Saudis still balking on airspace rights

Friday, March 21, 2003

U.S. officials said the Defense Department is pressing Saudi Arabia to expand what they termed limited cooperation by Riyad. They said the Pentagon could decide to use Saudi Arabia as a base to launch bombing raids on Iraq despite the kingdom's objections.

One source of tension is Saudi Arabia's refusal to allow the United States or its war allies to fly through the kingdom's air space with troops and material for the Iraqi war. So far, officials said, the Saudis have resisted appeals by both Washington and Egypt to open the kingdom's air space, Middle East Newsline reported.

Officials said the Pentagon could soon order U.S. warplanes to violate Saudi air space in a test of wills with the kingdom. They said Riyad has threatened to respond militarily to any violation of its air space.

"The Saudis have been constantly limiting the U.S. military and the Pentagon believes it can ride roughshod over Saudi Arabia," an official said. "This test of wills is being played out during the war."

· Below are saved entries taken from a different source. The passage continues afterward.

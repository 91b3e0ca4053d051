//! Tests for configuration system

use std::collections::BTreeSet;

use mealweek::config::Config;
use mealweek_shared::household::{MealType, RepeatPolicy};

#[test]
fn test_config_loads_from_default_toml() {
    let config = Config::load(None).expect("Failed to load config");

    assert_eq!(config.household.portion_multiplier, 2.75);
    assert_eq!(config.household.daily_calorie_limit, Some(2400.0));
    assert_eq!(config.household.meal_types, BTreeSet::from([MealType::Dinner]));
    assert_eq!(config.household.days.len(), 7);
    assert_eq!(config.household.repeat_policy, RepeatPolicy::NoRepeat);
    assert_eq!(config.catalog.path.to_str(), Some("data/recipes.json"));
    assert_eq!(config.observability.log_level, "info");
    assert!(!config.cook_once.enabled);
}

#[test]
fn test_default_config_is_valid() {
    let config = Config::load(None).expect("Failed to load config");

    assert!(config.validate().is_ok());
    assert_eq!(config.household.slot_count(), 7);
}
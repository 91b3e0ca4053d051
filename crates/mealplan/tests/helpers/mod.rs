#![allow(dead_code)]

use mealweek_shared::RecipeCatalog;
use mealweek_shared::recipe::{Ingredient, Nutrition, Recipe};
use rand::SeedableRng;
use rand::rngs::StdRng;

pub fn rng(seed: u64) -> StdRng {
    StdRng::seed_from_u64(seed)
}

pub fn recipe(id: &str, servings: f64, calories: f64) -> Recipe {
    Recipe {
        id: id.to_owned(),
        name: format!("recipe {id}"),
        servings,
        nutrition: Nutrition {
            calories,
            protein: calories / 20.0,
            carbs: calories / 10.0,
            fat: calories / 40.0,
            ..Default::default()
        },
        ..Default::default()
    }
}

/// Recipe A and B from the beef scenario.
pub fn beef_catalog() -> anyhow::Result<RecipeCatalog> {
    let mut a = recipe("a", 1.0, 500.0);
    a.ingredients = vec![Ingredient::new("beef", 200.0).unit("g")];

    let mut b = recipe("b", 1.0, 300.0);
    b.ingredients = vec![Ingredient::new("beef", 100.0).unit("g")];

    Ok(RecipeCatalog::new(vec![a, b])?)
}

pub fn numbered_catalog(count: usize) -> anyhow::Result<RecipeCatalog> {
    let recipes = (0..count).map(|i| recipe(&format!("r{i:02}"), 4.0, 300.0 + (i as f64) * 25.0));

    Ok(RecipeCatalog::new(recipes)?)
}
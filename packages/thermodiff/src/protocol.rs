//! Line protocol spoken with the sensor board.
//!
//! Device to host: `ping`, `pong`, or comma-separated decimal readings.
//! Host to device: `pong <duration_secs>` and `stop`. Keywords are
//! case-insensitive and surrounding whitespace is ignored.

use std::fmt;

/// A classified line received from the device.
#[derive(Debug, Clone, PartialEq)]
pub enum Message {
    Ping,
    Pong,
    /// Every field parsed as a finite number
    Data(Vec<f64>),
    Empty,
    Malformed,
}

impl Message {
    pub fn parse(line: &str) -> Self {
        let normalized = line.trim().to_lowercase();

        match normalized.as_str() {
            "" => Message::Empty,
            "ping" => Message::Ping,
            "pong" => Message::Pong,
            payload => parse_fields(payload).map_or(Message::Malformed, Message::Data),
        }
    }
}

/// All-or-nothing parse of a comma-separated numeric payload.
fn parse_fields(payload: &str) -> Option<Vec<f64>> {
    payload
        .split(',')
        .map(|field| {
            field
                .trim()
                .parse::<f64>()
                .ok()
                .filter(|v| v.is_finite())
        })
        .collect()
}

/// Command sent from host to device.
#[derive(Debug, Clone, Copy, PartialEq, Eq)]
pub enum HostCommand {
    /// Session accepted; carries the measurement duration in seconds
    Pong { duration_secs: u64 },
    Stop,
}

impl fmt::Display for HostCommand {
    fn fmt(&self, f: &mut fmt::Formatter<'_>) -> fmt::Result {
        match self {
            HostCommand::Pong { duration_secs } => write!(f, "pong {}", duration_secs),
            HostCommand::Stop => write!(f, "stop"),
        }
    }
}
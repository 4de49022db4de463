use serde::{Deserialize, Serialize};

/// Outcome of pushing one raw value into a [`crate::FirFilter`].
#[derive(Debug, Clone, Copy, PartialEq)]
pub enum FilterResult {
    /// Window not yet full; percentage of the taps currently buffered.
    Filling(f64),
    /// Convolution of the full window with the coefficient vector.
    Ready(f64),
}

/// Outcome of feeding one parsed data line through a [`crate::DifferenceEngine`].
#[derive(Debug, Clone, PartialEq)]
pub enum EngineResult {
    /// Warm-up or filter fill still in progress (minimum across channels).
    Filling(f64),
    Sample(ProcessedSample),
}

/// One filtered, time-stamped output of a measurement session.
#[derive(Debug, Clone, PartialEq, Serialize, Deserialize)]
pub struct ProcessedSample {
    /// Seconds since the filters first became ready in this session
    pub elapsed_secs: f64,

    pub difference: f64,

    /// Raw channel values that produced this sample
    pub raw: Vec<f64>,

    /// Filtered value per channel
    pub filtered: Vec<f64>,
}

/// Why a line received during a session did not reach the engine.
#[derive(Debug, Clone, Copy, PartialEq, Eq, Serialize, Deserialize)]
#[serde(rename_all = "snake_case")]
pub enum DiscardReason {
    /// Non-numeric or non-finite field, or an unknown keyword
    Malformed,
    /// Fewer fields than the configured columns require
    Short,
}

/// Observable effects of a single controller tick.
#[derive(Debug, Clone, PartialEq)]
pub enum ControllerEvent {
    /// A `"ping"` started (or restarted) a session and `"pong <duration>"` was sent.
    SessionStarted { session_id: String, duration_secs: u64 },
    /// The configured duration elapsed and `"stop"` was sent.
    TimedOut { session_id: String },
    /// The device answered `"pong"` while idle.
    StopAcknowledged,
    Filling(f64),
    Sample(ProcessedSample),
    Discarded(DiscardReason),
}
// Line-oriented transport seen by the controller
//
// Implementations own the physical connection. `read_line` must never block:
// "no line yet" is the common case and is reported as `None`.

use crate::error::Result;
use std::collections::VecDeque;

pub trait LineSource {
    /// Next complete line if one is available, without the terminator.
    fn read_line(&mut self) -> Option<String>;

    /// Send one command line; the implementation appends the terminator.
    fn write_line(&mut self, line: &str) -> Result<()>;
}

/// In-memory source for replaying captured traffic and for tests.
#[derive(Debug, Default, Clone)]
pub struct QueueLineSource {
    incoming: VecDeque<String>,
    sent: Vec<String>,
}

impl QueueLineSource {
    pub fn new() -> Self {
        Self::default()
    }

    pub fn from_lines<I, S>(lines: I) -> Self
    where
        I: IntoIterator<Item = S>,
        S: Into<String>,
    {
        Self {
            incoming: lines.into_iter().map(Into::into).collect(),
            sent: Vec::new(),
        }
    }

    pub fn push_line(&mut self, line: impl Into<String>) {
        self.incoming.push_back(line.into());
    }

    pub fn pending(&self) -> usize {
        self.incoming.len()
    }

    /// Commands written so far, oldest first
    pub fn sent(&self) -> &[String] {
        &self.sent
    }

    pub fn take_sent(&mut self) -> Vec<String> {
        std::mem::take(&mut self.sent)
    }
}

impl LineSource for QueueLineSource {
    fn read_line(&mut self) -> Option<String> {
        self.incoming.pop_front()
    }

    fn write_line(&mut self, line: &str) -> Result<()> {
        self.sent.push(line.to_string());
        Ok(())
    }
}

Officials said Saudi Arabia has become an important country in U.S. military planning amid the refusal by Turkey to allow the deployment of 62,000 American troops, who would form a northern front against Baghdad. The result has been that the Pentagon has been pressing the Saudi leadership to grant its air space and territory for both operations and a supply route for the war.

So far, officials said, Saudi Arabia has been extremely cautious. The kingdom has allowed several thousand U.S. troops along the Iraqi-Saudi border. But the U.S. forces are meant to protect the kingdom against any Iraqi armored attack and are not allowed to cross the Saudi border.

"There is hope that the Saudis will allow this U.S. force to expand and even enter Iraq at a later stage in the war," another official said.

The Washington-based Saudi Information Agency reported on Thursday that thousands of U.S. troops have been stationed in the northern Saudi town of Tabouk. The agency relayed reports from those in Saudi Arabia as saying the United States is broadcasting anti-Saddam propaganda from the kingdom via radio and television.

U.S. Central Command has deployed troops and aircraft around two airports in northern Saudi Arabia. They are Araar and Jouf. A Saudi Defense Ministry spokesman acknowledged that Araar is closed to civilian traffic, but denied that Jouf, 150 kilometers south, was closed to Saudi flights.

U.S. officials said the Saudis have also maintained restrictions on the use of the Prince Sultan Air Base. This includes maintaining a previous U.S. pledge that the advanced command and control center the most advanced in the Gulf region would not direct bombing attacks on Iraq. One official said the U.S. pledge has already been violated.

The kingdom has also refused a U.S. request to unload military supplies at the Saudi port at Dammam on the Persian Gulf. The Pentagon sent ships filled with U.S. military supplies from the eastern Mediterranean to Saudi Arabia after Turkey would not allow the vessels to unload and the supplies transported to northern Iraq.

"The military supplies were meant to go by land to Kuwait," the official said.